I don’t know... seems like if I have “no training” I’d be at +0 ... that seems like a more intuative baseline. And go up from zero.

Negatives, or PENALTIES would happen if I was hampered, had low ability scores (below average), etc... the negative, is a penalty. Positives are training, boosts, enhancements, etc. zero is the average person trying a thing.

Base of zero seems 1) more intuitive and 2) isn’t penalizing the player (which again, just doesn’t make people excited to roll dice)

The spread between untrained and legendary is a different question and a different design decision.


I've noticed that most people seem to ignore that Untrained also has a second layer of incompetence.

Let's not forget that there are a bunch of Skill Uses that are gated behind the trained proficiency.

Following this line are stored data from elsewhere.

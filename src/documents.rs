use std::fmt;

use serde_json::{Map, Value};

use crate::models::{
    DeadlineFilter, DeadlineRecord, Eligibility, EmbeddedDeadline, Program, Scholarship,
    StandaloneDeadline, University, UniversitySummary,
};

const NAME_KEYS: &[&str] = &["name", "short_name", "shortName", "full_name", "fullName"];

#[derive(Debug, Clone, PartialEq, Eq)]
pub enum DocumentError {
    NotAnObject,
    MissingName,
    MissingUniversityName,
}

impl fmt::Display for DocumentError {
    fn fmt(&self, f: &mut fmt::Formatter<'_>) -> fmt::Result {
        match self {
            DocumentError::NotAnObject => write!(f, "university document is not a JSON object"),
            DocumentError::MissingName => write!(f, "university document has no name"),
            DocumentError::MissingUniversityName => {
                write!(f, "deadline record has no university_name")
            }
        }
    }
}

impl std::error::Error for DocumentError {}

/// Documents are read leniently; only a missing university name rejects one.
pub fn university_from_document(doc: &Value) -> Result<University, DocumentError> {
    let object = doc.as_object().ok_or(DocumentError::NotAnObject)?;
    let name = first_text(object, NAME_KEYS).ok_or(DocumentError::MissingName)?;

    Ok(University {
        full_name: first_text(object, &["full_name", "fullName"]).unwrap_or_else(|| name.clone()),
        short_name: first_text(object, &["short_name", "shortName"]).unwrap_or_default(),
        city: first_text(object, &["city", "location"]).unwrap_or_default(),
        address: text(object, "address"),
        website: text(object, "website"),
        email: text(object, "email"),
        admission_link: text(object, "admission_link"),
        application_fee: object.get("application_fee").and_then(integer),
        programs: objects(object, "programs").filter_map(program).collect(),
        scholarships: objects(object, "scholarships").filter_map(scholarship).collect(),
        deadlines: objects(object, "deadlines").map(embedded_deadline).collect(),
        name,
    })
}

/// Flattens a document's embedded deadlines, honouring the pass-through filter.
pub fn deadline_records(doc: &Value, filter: &DeadlineFilter) -> Vec<DeadlineRecord> {
    let Some(object) = doc.as_object() else {
        return Vec::new();
    };
    let Some(name) = first_text(object, NAME_KEYS) else {
        return Vec::new();
    };
    let city = first_text(object, &["city", "location"]);

    if let Some(wanted) = non_blank(filter.university.as_deref()) {
        if !matches_name(doc, wanted) {
            return Vec::new();
        }
    }
    if !city_matches(city.as_deref(), filter) {
        return Vec::new();
    }

    objects(object, "deadlines")
        .map(|entry| DeadlineRecord {
            university_name: name.clone(),
            title: text(entry, "title"),
            deadline_date: text(entry, "deadline_date"),
            university_city: city.clone(),
        })
        .collect()
}

/// Scraped rows carry `university_name`; `url` is optional.
pub fn standalone_deadline(doc: &Value) -> Result<StandaloneDeadline, DocumentError> {
    let object = doc.as_object().ok_or(DocumentError::NotAnObject)?;
    let university_name =
        first_text(object, &["university_name"]).ok_or(DocumentError::MissingUniversityName)?;

    Ok(StandaloneDeadline {
        university_name,
        title: text(object, "title"),
        deadline_date: text(object, "deadline_date"),
        url: text(object, "url"),
    })
}

pub fn is_standalone_deadline(doc: &Value) -> bool {
    doc.get("university_name").is_some()
}

/// Resolves a standalone row against the university documents for its city
/// and applies the same pass-through filter as embedded deadlines.
pub fn standalone_record(
    deadline: &StandaloneDeadline,
    docs: &[Value],
    filter: &DeadlineFilter,
) -> Option<DeadlineRecord> {
    let university_name = non_blank(Some(deadline.university_name.as_str()))?;
    let owner = docs.iter().find(|doc| matches_name(doc, university_name));
    let city = owner
        .and_then(Value::as_object)
        .and_then(|object| first_text(object, &["city", "location"]));

    if let Some(wanted) = non_blank(filter.university.as_deref()) {
        let named = university_name.eq_ignore_ascii_case(wanted);
        if !named && !owner.is_some_and(|doc| matches_name(doc, wanted)) {
            return None;
        }
    }
    if !city_matches(city.as_deref(), filter) {
        return None;
    }

    Some(DeadlineRecord {
        university_name: university_name.to_string(),
        title: deadline.title.clone(),
        deadline_date: deadline.deadline_date.clone(),
        university_city: city,
    })
}

pub fn university_summary(doc: &Value) -> Option<UniversitySummary> {
    let object = doc.as_object()?;
    let name = first_text(object, &["name", "fullName", "full_name"]);
    let full_name = first_text(object, &["fullName", "full_name", "name"]);
    let short_name = first_text(object, &["shortName", "short_name", "name"])
        .unwrap_or_else(|| "Unknown".to_string());

    Some(UniversitySummary {
        name: name.clone().unwrap_or_else(|| short_name.clone()),
        full_name: full_name.or(name).unwrap_or_else(|| short_name.clone()),
        location: first_text(object, &["location", "city"])
            .unwrap_or_else(|| "Pakistan".to_string()),
        short_name,
    })
}

/// Case-insensitive match on `name`, `shortName` or `short_name`.
pub fn matches_name(doc: &Value, wanted: &str) -> bool {
    let wanted = wanted.trim();
    if wanted.is_empty() {
        return false;
    }
    let Some(object) = doc.as_object() else {
        return false;
    };
    ["name", "shortName", "short_name"].iter().any(|key| {
        object
            .get(*key)
            .and_then(Value::as_str)
            .is_some_and(|value| value.trim().eq_ignore_ascii_case(wanted))
    })
}

/// Case-insensitive substring match; no city filter matches everything.
fn city_matches(city: Option<&str>, filter: &DeadlineFilter) -> bool {
    let Some(wanted) = non_blank(filter.city.as_deref()) else {
        return true;
    };
    let wanted = wanted.to_lowercase();
    city.is_some_and(|city| city.to_lowercase().contains(&wanted))
}

fn non_blank(value: Option<&str>) -> Option<&str> {
    value.map(str::trim).filter(|v| !v.is_empty())
}

fn program(entry: &Map<String, Value>) -> Option<Program> {
    let name = first_text(entry, &["name"])?;
    let eligibility = entry
        .get("eligibility")
        .and_then(Value::as_object)
        .map(|e| Eligibility {
            min_percentage: e.get("min_percentage").and_then(number),
            min_percentage_matric: e.get("min_percentage_matric").and_then(number),
            min_percentage_inter: e.get("min_percentage_inter").and_then(number),
            entry_test: text(e, "entry_test"),
            notes: text(e, "notes"),
        })
        .unwrap_or_default();

    Some(Program {
        name,
        department: text(entry, "department"),
        fee_per_semester: entry.get("fee_per_semester").and_then(integer),
        total_fee_first_year: entry.get("total_fee_first_year").and_then(integer),
        eligibility,
        notes: text(entry, "notes"),
    })
}

fn scholarship(entry: &Map<String, Value>) -> Option<Scholarship> {
    Some(Scholarship {
        name: first_text(entry, &["name"])?,
        kind: text(entry, "type"),
        link: text(entry, "link"),
    })
}

fn embedded_deadline(entry: &Map<String, Value>) -> EmbeddedDeadline {
    EmbeddedDeadline {
        title: text(entry, "title"),
        deadline_date: text(entry, "deadline_date"),
        url: text(entry, "url"),
    }
}

fn objects<'a>(
    object: &'a Map<String, Value>,
    key: &str,
) -> impl Iterator<Item = &'a Map<String, Value>> + 'a {
    object
        .get(key)
        .and_then(Value::as_array)
        .into_iter()
        .flatten()
        .filter_map(Value::as_object)
}

/// Strings are trimmed; anything else reads as empty.
fn text(object: &Map<String, Value>, key: &str) -> String {
    object
        .get(key)
        .and_then(Value::as_str)
        .map(|value| value.trim().to_string())
        .unwrap_or_default()
}

fn first_text(object: &Map<String, Value>, keys: &[&str]) -> Option<String> {
    keys.iter()
        .map(|key| text(object, key))
        .find(|value| !value.is_empty())
}

fn number(value: &Value) -> Option<f64> {
    match value {
        Value::Number(n) => n.as_f64(),
        Value::String(s) => s.trim().replace(',', "").parse().ok(),
        _ => None,
    }
}

fn integer(value: &Value) -> Option<i64> {
    match value {
        Value::Number(n) => n.as_i64().or_else(|| n.as_f64().map(|f| f.round() as i64)),
        _ => number(value).map(|f| f.round() as i64),
    }
}

#[cfg(test)]
mod tests {
    use super::*;
    use serde_json::json;

    #[test]
    fn rejects_documents_without_a_name() {
        assert_eq!(
            university_from_document(&json!({"city": "Lahore"})),
            Err(DocumentError::MissingName)
        );
        assert_eq!(
            university_from_document(&json!(["LUMS"])),
            Err(DocumentError::NotAnObject)
        );
    }

    #[test]
    fn reads_legacy_keys_and_loose_numbers() {
        let doc = json!({
            "shortName": "PU",
            "fullName": "University of the Punjab",
            "location": "Lahore",
            "application_fee": "2,500",
            "programs": [
                {"name": "BS Computer Science", "fee_per_semester": 45000.0,
                 "eligibility": {"min_percentage": "45", "entry_test": "PU test"}},
                {"department": "no name, dropped"},
                "not an object"
            ],
            "scholarships": [{"name": "PEEF", "type": "Need-based"}],
            "deadlines": [{"title": "Form close", "deadline_date": 20250925}]
        });

        let university = university_from_document(&doc).expect("valid document");
        assert_eq!(university.name, "PU");
        assert_eq!(university.full_name, "University of the Punjab");
        assert_eq!(university.city, "Lahore");
        assert_eq!(university.application_fee, Some(2500));
        assert_eq!(university.programs.len(), 1);
        assert_eq!(university.programs[0].fee_per_semester, Some(45000));
        assert_eq!(university.programs[0].eligibility.min_percentage, Some(45.0));
        assert_eq!(university.scholarships[0].kind, "Need-based");
        assert_eq!(university.deadlines[0].deadline_date, "");
    }

    #[test]
    fn flattens_deadlines_with_city() {
        let doc = json!({
            "name": "NUST Islamabad",
            "city": "Islamabad",
            "deadlines": [
                {"title": "NET-1 registration", "deadline_date": "October 15, 2025"},
                {"deadline_date": "TBD"},
                42
            ]
        });

        let records = deadline_records(&doc, &DeadlineFilter::default());
        assert_eq!(records.len(), 2);
        assert_eq!(records[0].university_name, "NUST Islamabad");
        assert_eq!(records[0].university_city.as_deref(), Some("Islamabad"));
        assert_eq!(records[1].title, "");
    }

    #[test]
    fn filters_by_university_and_city() {
        let doc = json!({
            "name": "COMSATS Lahore",
            "short_name": "CUI",
            "city": "Lahore",
            "deadlines": [{"title": "Apply", "deadline_date": "July 1, 2025"}]
        });

        let by_short = DeadlineFilter {
            university: Some("cui".to_string()),
            city: None,
        };
        let by_city = DeadlineFilter {
            university: None,
            city: Some("lahore".to_string()),
        };
        let elsewhere = DeadlineFilter {
            university: None,
            city: Some("Karachi".to_string()),
        };

        assert_eq!(deadline_records(&doc, &by_short).len(), 1);
        assert_eq!(deadline_records(&doc, &by_city).len(), 1);
        assert!(deadline_records(&doc, &elsewhere).is_empty());
    }

    #[test]
    fn standalone_rows_need_a_university_name() {
        let row = standalone_deadline(&json!({
            "university_name": " NUST Islamabad ",
            "title": "NET-2 registration",
            "deadline_date": "December 5, 2025",
            "url": "https://nust.edu.pk/admissions/"
        }))
        .expect("valid row");
        assert_eq!(row.university_name, "NUST Islamabad");
        assert_eq!(row.url, "https://nust.edu.pk/admissions/");

        assert_eq!(
            standalone_deadline(&json!({"title": "orphan", "deadline_date": "2025-01-01"})),
            Err(DocumentError::MissingUniversityName)
        );
        assert!(is_standalone_deadline(&json!({"university_name": "UMT"})));
        assert!(!is_standalone_deadline(&json!({"name": "UMT"})));
    }

    #[test]
    fn standalone_rows_take_city_from_their_university() {
        let docs = vec![json!({
            "name": "NUST Islamabad",
            "short_name": "NUST",
            "city": "Islamabad"
        })];
        let row = StandaloneDeadline {
            university_name: "NUST Islamabad".to_string(),
            title: "NET-2 registration".to_string(),
            deadline_date: "December 5, 2025".to_string(),
            url: String::new(),
        };

        let record = standalone_record(&row, &docs, &DeadlineFilter::default()).expect("record");
        assert_eq!(record.university_city.as_deref(), Some("Islamabad"));

        let by_short = DeadlineFilter {
            university: Some("nust".to_string()),
            city: None,
        };
        let by_city = DeadlineFilter {
            university: None,
            city: Some("islam".to_string()),
        };
        let elsewhere = DeadlineFilter {
            university: None,
            city: Some("Lahore".to_string()),
        };
        assert!(standalone_record(&row, &docs, &by_short).is_some());
        assert!(standalone_record(&row, &docs, &by_city).is_some());
        assert!(standalone_record(&row, &docs, &elsewhere).is_none());
        assert!(standalone_record(&row, &[], &by_city).is_none());
    }

    #[test]
    fn summary_falls_back_across_keys() {
        let summary = university_summary(&json!({"name": "UMT"})).expect("object");
        assert_eq!(summary.short_name, "UMT");
        assert_eq!(summary.full_name, "UMT");
        assert_eq!(summary.location, "Pakistan");

        let summary = university_summary(&json!({})).expect("object");
        assert_eq!(summary.short_name, "Unknown");
    }
}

(Personally I think more of the current uses should be gated behind training.)

I think part of the problem here is that because of the tight math, the bonuses feel nigh to meaningless.
This is especially true if you were used to 1e.

Dropping Untrained down by an extra -2 and adjusting the DCs was a good solution for the psychology factor of looking at a character sheet and seeing the difference, but it does ignore the gating factor.

So in reality, Untrained is even worse than it appeared by strict numbers.
And I'm ok with that.
Just go ask a person that has no training in programming to code something.
Even if they have read about it on their own, but never really practiced much, they are not likely to be able to code as well, as quickly, or as efficiently as someone that has proper training.

I'm all for doing a similar adjustment to the higher proficiencies, even if it would be a ton of work, I'd rather wait a little longer for a better product than get crap earlier that has to be errata'd into the ground.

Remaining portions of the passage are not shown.